WHAT IS NEEDED >> "started" is the word to look for; copy each line of the listing where it occurs.

(RECORDS SUPPLIED begins)

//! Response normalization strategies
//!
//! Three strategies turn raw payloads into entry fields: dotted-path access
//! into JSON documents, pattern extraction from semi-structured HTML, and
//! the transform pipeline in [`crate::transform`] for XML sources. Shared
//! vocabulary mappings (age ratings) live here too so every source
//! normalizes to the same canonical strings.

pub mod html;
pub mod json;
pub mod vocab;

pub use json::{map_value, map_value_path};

(RECORDS SUPPLIED ends)
(RECORDS SUPPLIED begins)

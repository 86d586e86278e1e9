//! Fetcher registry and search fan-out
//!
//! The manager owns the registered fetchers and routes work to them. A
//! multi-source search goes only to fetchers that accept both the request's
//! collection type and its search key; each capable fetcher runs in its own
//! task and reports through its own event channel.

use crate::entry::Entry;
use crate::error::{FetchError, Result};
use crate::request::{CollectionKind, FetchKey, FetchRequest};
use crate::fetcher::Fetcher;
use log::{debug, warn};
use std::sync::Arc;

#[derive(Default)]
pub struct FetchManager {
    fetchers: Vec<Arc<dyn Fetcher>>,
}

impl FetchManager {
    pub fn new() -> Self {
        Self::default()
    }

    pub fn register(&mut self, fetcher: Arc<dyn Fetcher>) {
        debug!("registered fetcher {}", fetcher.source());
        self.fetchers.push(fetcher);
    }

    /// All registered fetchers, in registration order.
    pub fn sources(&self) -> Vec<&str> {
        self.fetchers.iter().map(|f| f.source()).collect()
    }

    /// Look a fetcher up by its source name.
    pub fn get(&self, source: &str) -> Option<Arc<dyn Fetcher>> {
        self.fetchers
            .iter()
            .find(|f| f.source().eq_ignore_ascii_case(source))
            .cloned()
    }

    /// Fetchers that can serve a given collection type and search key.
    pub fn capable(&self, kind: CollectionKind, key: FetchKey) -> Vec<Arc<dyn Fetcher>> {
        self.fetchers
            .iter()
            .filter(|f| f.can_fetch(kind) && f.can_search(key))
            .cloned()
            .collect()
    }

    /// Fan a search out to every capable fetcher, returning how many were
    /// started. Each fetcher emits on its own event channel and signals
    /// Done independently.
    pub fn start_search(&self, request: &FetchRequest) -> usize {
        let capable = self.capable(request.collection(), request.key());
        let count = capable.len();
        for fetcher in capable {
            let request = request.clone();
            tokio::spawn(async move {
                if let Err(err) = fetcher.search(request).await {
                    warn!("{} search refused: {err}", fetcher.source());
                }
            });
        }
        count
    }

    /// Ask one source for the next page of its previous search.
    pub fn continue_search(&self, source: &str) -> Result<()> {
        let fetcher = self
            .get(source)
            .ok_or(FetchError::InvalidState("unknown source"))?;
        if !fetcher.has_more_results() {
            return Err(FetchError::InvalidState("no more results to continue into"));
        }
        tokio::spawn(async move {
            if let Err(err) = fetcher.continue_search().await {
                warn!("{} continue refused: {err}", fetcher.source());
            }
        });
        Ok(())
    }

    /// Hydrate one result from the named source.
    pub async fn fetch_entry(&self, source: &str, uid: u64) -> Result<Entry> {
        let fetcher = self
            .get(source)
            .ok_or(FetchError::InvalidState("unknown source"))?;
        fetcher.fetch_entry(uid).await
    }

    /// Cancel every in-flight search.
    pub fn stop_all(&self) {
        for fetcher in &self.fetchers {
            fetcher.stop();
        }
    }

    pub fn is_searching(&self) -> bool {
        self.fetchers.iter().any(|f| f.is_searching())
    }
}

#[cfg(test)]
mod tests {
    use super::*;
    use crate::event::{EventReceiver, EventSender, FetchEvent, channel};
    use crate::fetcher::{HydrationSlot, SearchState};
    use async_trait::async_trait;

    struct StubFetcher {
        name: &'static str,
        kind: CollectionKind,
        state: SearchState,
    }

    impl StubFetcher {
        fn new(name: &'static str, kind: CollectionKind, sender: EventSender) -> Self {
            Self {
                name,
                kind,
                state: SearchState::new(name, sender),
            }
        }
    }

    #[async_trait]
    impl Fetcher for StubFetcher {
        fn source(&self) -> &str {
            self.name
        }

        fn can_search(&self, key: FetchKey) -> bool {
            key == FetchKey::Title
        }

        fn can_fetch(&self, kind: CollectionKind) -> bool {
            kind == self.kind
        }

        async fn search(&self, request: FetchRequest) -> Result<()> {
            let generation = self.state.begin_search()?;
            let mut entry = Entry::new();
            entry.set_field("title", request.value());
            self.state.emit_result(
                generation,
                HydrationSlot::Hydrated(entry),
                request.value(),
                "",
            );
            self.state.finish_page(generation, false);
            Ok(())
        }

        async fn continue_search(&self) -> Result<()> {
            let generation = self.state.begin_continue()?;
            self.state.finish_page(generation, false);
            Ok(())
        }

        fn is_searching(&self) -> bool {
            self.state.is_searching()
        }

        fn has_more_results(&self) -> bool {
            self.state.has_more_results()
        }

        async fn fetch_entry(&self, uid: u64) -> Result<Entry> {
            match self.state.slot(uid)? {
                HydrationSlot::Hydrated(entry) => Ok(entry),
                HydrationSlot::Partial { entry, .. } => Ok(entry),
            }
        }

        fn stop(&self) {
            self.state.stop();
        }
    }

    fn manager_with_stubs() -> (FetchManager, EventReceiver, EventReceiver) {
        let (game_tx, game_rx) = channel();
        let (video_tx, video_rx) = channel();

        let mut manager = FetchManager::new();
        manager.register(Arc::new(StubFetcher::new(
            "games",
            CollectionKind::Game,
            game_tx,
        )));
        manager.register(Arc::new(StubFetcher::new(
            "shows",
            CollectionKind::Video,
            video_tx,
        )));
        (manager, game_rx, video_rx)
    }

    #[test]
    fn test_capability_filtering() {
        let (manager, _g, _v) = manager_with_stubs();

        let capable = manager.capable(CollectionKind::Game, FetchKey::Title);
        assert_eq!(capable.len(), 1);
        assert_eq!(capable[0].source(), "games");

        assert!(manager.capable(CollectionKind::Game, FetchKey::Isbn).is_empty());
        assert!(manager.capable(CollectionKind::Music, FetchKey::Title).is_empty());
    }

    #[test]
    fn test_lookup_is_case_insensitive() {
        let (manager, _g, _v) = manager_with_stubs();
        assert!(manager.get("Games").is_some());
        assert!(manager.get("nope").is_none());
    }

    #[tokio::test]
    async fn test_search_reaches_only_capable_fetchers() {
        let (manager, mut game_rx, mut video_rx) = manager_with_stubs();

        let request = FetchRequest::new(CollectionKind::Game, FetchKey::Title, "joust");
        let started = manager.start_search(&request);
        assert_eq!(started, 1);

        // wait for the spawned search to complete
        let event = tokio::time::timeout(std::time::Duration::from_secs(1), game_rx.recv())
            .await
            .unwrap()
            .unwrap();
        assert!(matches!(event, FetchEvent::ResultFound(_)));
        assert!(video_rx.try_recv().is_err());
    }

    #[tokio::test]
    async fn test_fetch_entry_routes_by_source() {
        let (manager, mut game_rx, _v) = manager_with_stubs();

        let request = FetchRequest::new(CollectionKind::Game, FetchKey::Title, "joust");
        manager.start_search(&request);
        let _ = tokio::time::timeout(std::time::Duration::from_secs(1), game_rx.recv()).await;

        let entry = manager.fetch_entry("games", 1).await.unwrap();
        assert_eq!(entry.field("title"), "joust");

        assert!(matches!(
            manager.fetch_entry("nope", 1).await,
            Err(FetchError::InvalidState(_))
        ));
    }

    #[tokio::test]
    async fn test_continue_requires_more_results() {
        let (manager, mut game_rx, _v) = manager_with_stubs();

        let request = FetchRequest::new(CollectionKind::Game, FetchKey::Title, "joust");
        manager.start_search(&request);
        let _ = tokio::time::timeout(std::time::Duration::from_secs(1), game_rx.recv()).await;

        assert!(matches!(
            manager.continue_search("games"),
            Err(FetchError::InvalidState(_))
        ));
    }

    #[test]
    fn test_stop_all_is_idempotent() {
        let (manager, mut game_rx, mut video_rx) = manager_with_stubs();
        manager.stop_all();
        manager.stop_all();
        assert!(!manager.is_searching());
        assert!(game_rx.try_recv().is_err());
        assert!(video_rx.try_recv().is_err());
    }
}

(RECORDS SUPPLIED ends)
(RECORDS SUPPLIED begins)

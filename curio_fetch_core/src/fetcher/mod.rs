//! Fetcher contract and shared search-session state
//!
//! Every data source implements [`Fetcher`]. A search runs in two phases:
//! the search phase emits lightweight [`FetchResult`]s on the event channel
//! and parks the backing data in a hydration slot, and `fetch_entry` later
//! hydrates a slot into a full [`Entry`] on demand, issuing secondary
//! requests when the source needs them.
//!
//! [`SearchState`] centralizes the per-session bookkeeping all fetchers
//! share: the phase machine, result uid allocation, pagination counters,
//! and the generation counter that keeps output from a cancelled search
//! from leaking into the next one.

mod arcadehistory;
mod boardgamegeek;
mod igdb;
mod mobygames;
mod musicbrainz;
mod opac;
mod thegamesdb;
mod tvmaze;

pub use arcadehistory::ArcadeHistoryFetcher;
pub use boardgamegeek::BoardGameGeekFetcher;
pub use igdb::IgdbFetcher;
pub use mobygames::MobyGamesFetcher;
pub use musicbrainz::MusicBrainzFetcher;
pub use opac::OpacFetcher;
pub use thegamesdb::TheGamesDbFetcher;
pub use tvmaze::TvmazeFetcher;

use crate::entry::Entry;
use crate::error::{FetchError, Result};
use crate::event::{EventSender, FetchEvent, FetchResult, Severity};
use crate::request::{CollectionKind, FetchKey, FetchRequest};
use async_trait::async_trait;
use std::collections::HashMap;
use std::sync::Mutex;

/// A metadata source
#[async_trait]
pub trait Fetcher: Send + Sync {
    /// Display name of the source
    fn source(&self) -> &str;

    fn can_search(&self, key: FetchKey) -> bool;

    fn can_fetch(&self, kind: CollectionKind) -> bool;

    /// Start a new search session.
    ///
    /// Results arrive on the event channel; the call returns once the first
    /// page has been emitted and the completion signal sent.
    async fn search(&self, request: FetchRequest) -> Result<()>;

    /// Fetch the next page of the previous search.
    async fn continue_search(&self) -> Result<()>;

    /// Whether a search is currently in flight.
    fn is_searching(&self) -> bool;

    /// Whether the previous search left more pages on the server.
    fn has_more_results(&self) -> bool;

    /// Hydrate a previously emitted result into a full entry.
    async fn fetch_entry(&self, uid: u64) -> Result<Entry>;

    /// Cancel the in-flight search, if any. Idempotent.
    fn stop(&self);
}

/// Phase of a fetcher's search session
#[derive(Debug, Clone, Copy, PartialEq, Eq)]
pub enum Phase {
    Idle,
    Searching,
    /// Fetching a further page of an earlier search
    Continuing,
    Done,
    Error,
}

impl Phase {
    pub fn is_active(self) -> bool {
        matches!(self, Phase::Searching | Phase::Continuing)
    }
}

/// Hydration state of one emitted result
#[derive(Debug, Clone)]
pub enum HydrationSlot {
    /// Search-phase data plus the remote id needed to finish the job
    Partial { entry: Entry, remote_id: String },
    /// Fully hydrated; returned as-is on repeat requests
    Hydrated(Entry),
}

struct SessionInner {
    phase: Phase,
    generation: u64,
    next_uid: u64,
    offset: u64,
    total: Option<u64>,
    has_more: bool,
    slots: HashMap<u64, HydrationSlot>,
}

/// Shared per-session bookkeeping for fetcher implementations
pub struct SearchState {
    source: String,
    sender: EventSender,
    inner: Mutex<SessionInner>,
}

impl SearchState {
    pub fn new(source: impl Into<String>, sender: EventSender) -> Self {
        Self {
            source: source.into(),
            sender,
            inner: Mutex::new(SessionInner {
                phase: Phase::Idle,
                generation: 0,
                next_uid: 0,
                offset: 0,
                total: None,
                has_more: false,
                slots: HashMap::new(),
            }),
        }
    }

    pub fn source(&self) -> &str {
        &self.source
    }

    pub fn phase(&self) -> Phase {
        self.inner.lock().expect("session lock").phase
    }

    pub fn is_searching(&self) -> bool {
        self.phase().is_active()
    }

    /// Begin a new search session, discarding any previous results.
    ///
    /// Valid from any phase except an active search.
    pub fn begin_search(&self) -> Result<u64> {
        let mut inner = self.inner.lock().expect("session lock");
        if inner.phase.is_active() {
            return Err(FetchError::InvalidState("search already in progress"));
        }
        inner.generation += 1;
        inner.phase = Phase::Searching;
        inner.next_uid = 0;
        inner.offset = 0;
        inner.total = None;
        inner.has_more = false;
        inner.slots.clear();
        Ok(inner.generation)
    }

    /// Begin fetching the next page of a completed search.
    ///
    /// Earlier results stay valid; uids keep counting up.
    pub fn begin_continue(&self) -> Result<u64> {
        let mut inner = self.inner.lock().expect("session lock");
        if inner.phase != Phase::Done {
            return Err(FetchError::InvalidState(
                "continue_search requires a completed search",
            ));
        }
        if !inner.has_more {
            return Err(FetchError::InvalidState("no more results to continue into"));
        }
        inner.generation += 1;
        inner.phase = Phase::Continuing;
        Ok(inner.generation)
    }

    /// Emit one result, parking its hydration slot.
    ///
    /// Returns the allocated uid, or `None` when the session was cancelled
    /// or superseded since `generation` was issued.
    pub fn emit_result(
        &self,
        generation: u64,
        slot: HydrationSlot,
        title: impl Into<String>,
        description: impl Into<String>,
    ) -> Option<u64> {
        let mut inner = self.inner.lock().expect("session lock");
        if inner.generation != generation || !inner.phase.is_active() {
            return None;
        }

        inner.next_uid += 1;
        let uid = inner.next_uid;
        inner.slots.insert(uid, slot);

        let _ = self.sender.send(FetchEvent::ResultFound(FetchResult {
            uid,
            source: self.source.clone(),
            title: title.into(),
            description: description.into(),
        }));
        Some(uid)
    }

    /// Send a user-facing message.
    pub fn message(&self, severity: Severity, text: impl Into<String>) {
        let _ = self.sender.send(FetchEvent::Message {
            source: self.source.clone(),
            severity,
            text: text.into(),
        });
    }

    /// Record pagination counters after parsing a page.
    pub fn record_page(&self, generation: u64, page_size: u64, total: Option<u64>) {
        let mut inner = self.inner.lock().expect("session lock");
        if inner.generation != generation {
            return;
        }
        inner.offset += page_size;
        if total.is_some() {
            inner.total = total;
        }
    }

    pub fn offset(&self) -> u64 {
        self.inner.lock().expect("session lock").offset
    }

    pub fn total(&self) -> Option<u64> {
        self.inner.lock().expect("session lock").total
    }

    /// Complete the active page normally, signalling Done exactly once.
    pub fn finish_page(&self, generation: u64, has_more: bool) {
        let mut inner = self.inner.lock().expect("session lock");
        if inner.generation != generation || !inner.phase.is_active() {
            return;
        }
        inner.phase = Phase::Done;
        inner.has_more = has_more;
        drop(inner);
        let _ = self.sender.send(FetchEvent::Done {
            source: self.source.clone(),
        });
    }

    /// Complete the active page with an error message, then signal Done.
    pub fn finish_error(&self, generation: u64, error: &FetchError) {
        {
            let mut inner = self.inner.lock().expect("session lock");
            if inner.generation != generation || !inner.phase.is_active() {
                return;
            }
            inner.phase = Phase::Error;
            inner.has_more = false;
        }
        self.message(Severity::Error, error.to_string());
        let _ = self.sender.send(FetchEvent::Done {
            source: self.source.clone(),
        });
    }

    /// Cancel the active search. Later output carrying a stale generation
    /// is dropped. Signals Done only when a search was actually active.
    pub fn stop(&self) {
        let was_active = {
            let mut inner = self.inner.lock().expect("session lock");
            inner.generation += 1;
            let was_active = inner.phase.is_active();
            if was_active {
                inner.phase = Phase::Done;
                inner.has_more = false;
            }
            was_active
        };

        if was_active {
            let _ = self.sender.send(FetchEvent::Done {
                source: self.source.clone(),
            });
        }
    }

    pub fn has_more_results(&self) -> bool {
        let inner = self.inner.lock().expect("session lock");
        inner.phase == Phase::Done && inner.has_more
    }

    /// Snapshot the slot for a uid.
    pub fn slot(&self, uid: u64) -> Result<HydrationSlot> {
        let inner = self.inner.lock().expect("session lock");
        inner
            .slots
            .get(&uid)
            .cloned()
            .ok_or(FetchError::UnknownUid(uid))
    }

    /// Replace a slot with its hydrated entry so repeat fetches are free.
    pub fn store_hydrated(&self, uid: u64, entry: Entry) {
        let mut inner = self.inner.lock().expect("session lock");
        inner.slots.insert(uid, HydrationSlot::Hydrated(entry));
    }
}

(RECORDS SUPPLIED ends)

RESPONSE >>
    /// started. Each fetcher emits on its own event channel and signals
        let started = manager.start_search(&request);
        assert_eq!(started, 1);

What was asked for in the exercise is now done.